What Made Tortoise Interesting#
When Tortoise was released in early 2022, open TTS was dominated by fast, robotic-sounding models (Tacotron 2, FastSpeech 2, VITS). Tortoise traded latency for naturalness and demonstrated that an autoregressive Transformer over discrete audio tokens, paired with a diffusion decoder, could approach commercial-quality expressive speech without proprietary data.
The architecture became the template for nearly every open TTS system that followed. XTTS, Bark, MetaVoice, and Parler-TTS all owe lineage to Tortoise's separation of (text → audio tokens) and (audio tokens → waveform) stages.
Architecture#
Tortoise stacks five components:
- Autoregressive Transformer — predicts a sequence of discrete VQ-VAE audio tokens conditioned on the text and a small set of reference clips from the target speaker.

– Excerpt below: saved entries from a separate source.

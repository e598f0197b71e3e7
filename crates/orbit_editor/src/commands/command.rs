//! Command trait, effect flags and the command tree.

use std::ops::{BitOr, BitOrAssign};

use crate::core::Document;

/// What a command did when applied: whether anything observable changed and
/// whether the change must be persisted.
#[derive(Clone, Copy, Debug, Default, PartialEq, Eq)]
pub struct Effect {
    pub changes: bool,
    pub needs_saving: bool,
}

impl Effect {
    /// Nothing happened
    pub const NONE: Self = Self {
        changes: false,
        needs_saving: false,
    };

    /// Observable change that is not part of the saved document (selection)
    pub const TRANSIENT: Self = Self {
        changes: true,
        needs_saving: false,
    };

    /// Change to document content
    pub const EDIT: Self = Self {
        changes: true,
        needs_saving: true,
    };

    /// `EDIT` if `changed`, else `NONE`
    pub fn edit_if(changed: bool) -> Self {
        if changed {
            Self::EDIT
        } else {
            Self::NONE
        }
    }
}

impl BitOr for Effect {
    type Output = Self;

    fn bitor(self, rhs: Self) -> Self {
        Self {
            changes: self.changes || rhs.changes,
            needs_saving: self.needs_saving || rhs.needs_saving,
        }
    }
}

impl BitOrAssign for Effect {
    fn bitor_assign(&mut self, rhs: Self) {
        *self = *self | rhs;
    }
}

/// A reversible unit of document mutation.
///
/// Constructors capture arguments and snapshots of current state only; all
/// mutation happens in `on_do` / `on_undo`. Both must be functions of the
/// captured state so that Redo, which calls `on_do` again, reproduces the
/// original effect exactly.
///
/// # Example
///
/// ```ignore
/// struct RenameCommand {
///     id: ObjectId,
///     old_name: String,
///     new_name: String,
/// }
///
/// impl Command for RenameCommand {
///     fn description(&self) -> &str { "Rename" }
///
///     fn on_do(&mut self, doc: &mut Document) -> Effect {
///         Effect::edit_if(doc.rename(self.id, &self.new_name))
///     }
///
///     fn on_undo(&mut self, doc: &mut Document) -> Effect {
///         Effect::edit_if(doc.rename(self.id, &self.old_name))
///     }
/// }
/// ```
pub trait Command: Send + Sync {
    /// Human-readable description for the undo/redo menu.
    fn description(&self) -> &str;

    /// Apply this command's own mutation.
    fn on_do(&mut self, _doc: &mut Document) -> Effect {
        Effect::NONE
    }

    /// Revert this command's own mutation.
    fn on_undo(&mut self, _doc: &mut Document) -> Effect {
        Effect::NONE
    }
}

/// A no-op command used as the root of composite edits.
pub struct CommandGroup {
    name: String,
}

impl CommandGroup {
    pub fn new(name: impl Into<String>) -> Self {
        Self { name: name.into() }
    }
}

impl Command for CommandGroup {
    fn description(&self) -> &str {
        &self.name
    }
}

/// A command plus its ordered children.
///
/// Execution runs the node's own `on_do` first, then each child in order;
/// undo runs children in reverse order, then the node's own `on_undo`. The
/// node's effect is the OR of its own and all descendants'.
pub struct CommandNode {
    command: Box<dyn Command>,
    children: Vec<CommandNode>,
    effect: Effect,
}

impl<C: Command + 'static> From<C> for CommandNode {
    fn from(command: C) -> Self {
        CommandNode::new(command)
    }
}

impl CommandNode {
    pub fn new(command: impl Command + 'static) -> Self {
        Self {
            command: Box::new(command),
            children: Vec::new(),
            effect: Effect::NONE,
        }
    }

    /// Empty composite
    pub fn group(name: impl Into<String>) -> Self {
        Self::new(CommandGroup::new(name))
    }

    /// Builder form of `add_child`
    pub fn with_child(mut self, child: impl Into<CommandNode>) -> Self {
        self.add_child(child);
        self
    }

    /// Append a child. Its effect is folded in immediately, since the child
    /// may already have been executed on its own before being adopted.
    pub fn add_child(&mut self, child: impl Into<CommandNode>) {
        let child = child.into();
        self.effect |= child.effect;
        self.children.push(child);
    }

    /// Apply: own `on_do`, then children in list order.
    pub fn execute(&mut self, doc: &mut Document) -> Effect {
        let mut effect = self.command.on_do(doc);
        for child in &mut self.children {
            effect |= child.execute(doc);
        }
        self.effect = effect;
        effect
    }

    /// Revert: children in reverse list order, then own `on_undo`.
    pub fn undo(&mut self, doc: &mut Document) -> Effect {
        let mut effect = Effect::NONE;
        for child in self.children.iter_mut().rev() {
            effect |= child.undo(doc);
        }
        effect | self.command.on_undo(doc)
    }

    pub fn description(&self) -> &str {
        self.command.description()
    }

    /// Effect recorded by the last `execute` (or adoption of children)
    pub fn effect(&self) -> Effect {
        self.effect
    }

    pub fn changes(&self) -> bool {
        self.effect.changes
    }

    pub fn needs_saving(&self) -> bool {
        self.effect.needs_saving
    }

    pub fn children(&self) -> &[CommandNode] {
        &self.children
    }
}

impl std::fmt::Debug for CommandNode {
    fn fmt(&self, f: &mut std::fmt::Formatter<'_>) -> std::fmt::Result {
        f.debug_struct("CommandNode")
            .field("description", &self.description())
            .field("effect", &self.effect)
            .field("children", &self.children)
            .finish()
    }
}
//! Transform commands.

use orbit_math::{Quat, Transform};

use super::{Command, Effect};
use crate::core::{Document, ObjectId};

struct TransformEntry {
    id: ObjectId,
    old_transform: Transform,
    new_transform: Transform,
}

/// Set the committed transforms of several objects at once.
///
/// The previous transforms are read from the document when the command is
/// built, so build it before any of the targets are committed.
pub struct TransformCommand {
    entries: Vec<TransformEntry>,
    old_reference: Quat,
    new_reference: Quat,
}

impl TransformCommand {
    /// Ids missing from the document are dropped.
    pub fn new(
        doc: &Document,
        targets: Vec<(ObjectId, Transform)>,
        rotation_reference: Quat,
    ) -> Self {
        let entries = targets
            .into_iter()
            .filter_map(|(id, new_transform)| {
                let Some(object) = doc.object(id) else {
                    log::warn!("Stale reference to {}; left out of transform", id);
                    return None;
                };
                Some(TransformEntry {
                    id,
                    old_transform: object.transform(),
                    new_transform,
                })
            })
            .collect();

        Self {
            entries,
            old_reference: doc.rotation_reference(),
            new_reference: rotation_reference,
        }
    }

    /// Move a single object, keeping the current rotation reference.
    pub fn single(doc: &Document, id: ObjectId, transform: Transform) -> Self {
        Self::new(doc, vec![(id, transform)], doc.rotation_reference())
    }

    pub fn len(&self) -> usize {
        self.entries.len()
    }

    pub fn is_empty(&self) -> bool {
        self.entries.is_empty()
    }

    /// New transform for `id`, if it is a target
    pub fn target(&self, id: ObjectId) -> Option<Transform> {
        self.entries
            .iter()
            .find(|entry| entry.id == id)
            .map(|entry| entry.new_transform)
    }

    fn write(doc: &mut Document, entries: impl Iterator<Item = (ObjectId, Transform)>, reference: Quat) {
        for (id, transform) in entries {
            doc.set_object_transform(id, transform);
        }
        doc.set_rotation_reference(reference);
        doc.recalculate_group_transform();
    }
}

impl Command for TransformCommand {
    fn description(&self) -> &str {
        "Transform"
    }

    fn on_do(&mut self, doc: &mut Document) -> Effect {
        let entries = self.entries.iter().map(|e| (e.id, e.new_transform));
        Self::write(doc, entries, self.new_reference);
        Effect::EDIT
    }

    fn on_undo(&mut self, doc: &mut Document) -> Effect {
        let entries = self.entries.iter().rev().map(|e| (e.id, e.old_transform));
        Self::write(doc, entries, self.old_reference);
        Effect::EDIT
    }
}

- Contrastive Language-Voice Pretrained model (CLVP) — scores candidate token sequences against the text and is used to rerank multiple AR samples.
- Conditional latent diffusion model — takes the chosen token sequence and refines it into a high-quality MEL spectrogram representation.
- UnivNet vocoder — converts the MEL representation to a 24 kHz waveform.
- Random latent generator — adds stochasticity that lets Tortoise produce multiple plausible deliveries of the same line.
Quality vs Latency#
Tortoise's defining trade-off is latency. Generating a single sentence can take anywhere from 10 seconds to several minutes on a consumer GPU depending on the 'preset' (ultra-fast, fast, standard, high-quality). Higher quality presets sample more candidates from the AR Transformer and rerank with CLVP, multiplying the cost.
In return, Tortoise produces some of the most expressive and characterful speech available from any open model, with strong intonation and convincing emotional range. For asynchronous use cases — audiobooks, voice-overs, podcasts, accessibility transcripts read back — the trade-off is often acceptable.
If you need both naturalness and sub-second latency, Tortoise is the wrong choice. Use XTTS-v2 or a commercial API (ElevenLabs) for interactive UX and reserve Tortoise for batch synthesis where quality dominates.
Use Today#
Tortoise is rarely used in fresh production deployments in 2026 — successors like XTTS-v2 match or exceed its quality at a fraction of the latency. It remains influential as a research baseline and as a reference architecture for anyone building a new diffusion-based TTS system. The repository is still active and widely cited in TTS papers.
References
- Better speech synthesis through scaling (Tortoise tech report) · arXiv
- neonbjb/tortoise-tts · GitHub
- Tortoise model card · Hugging Face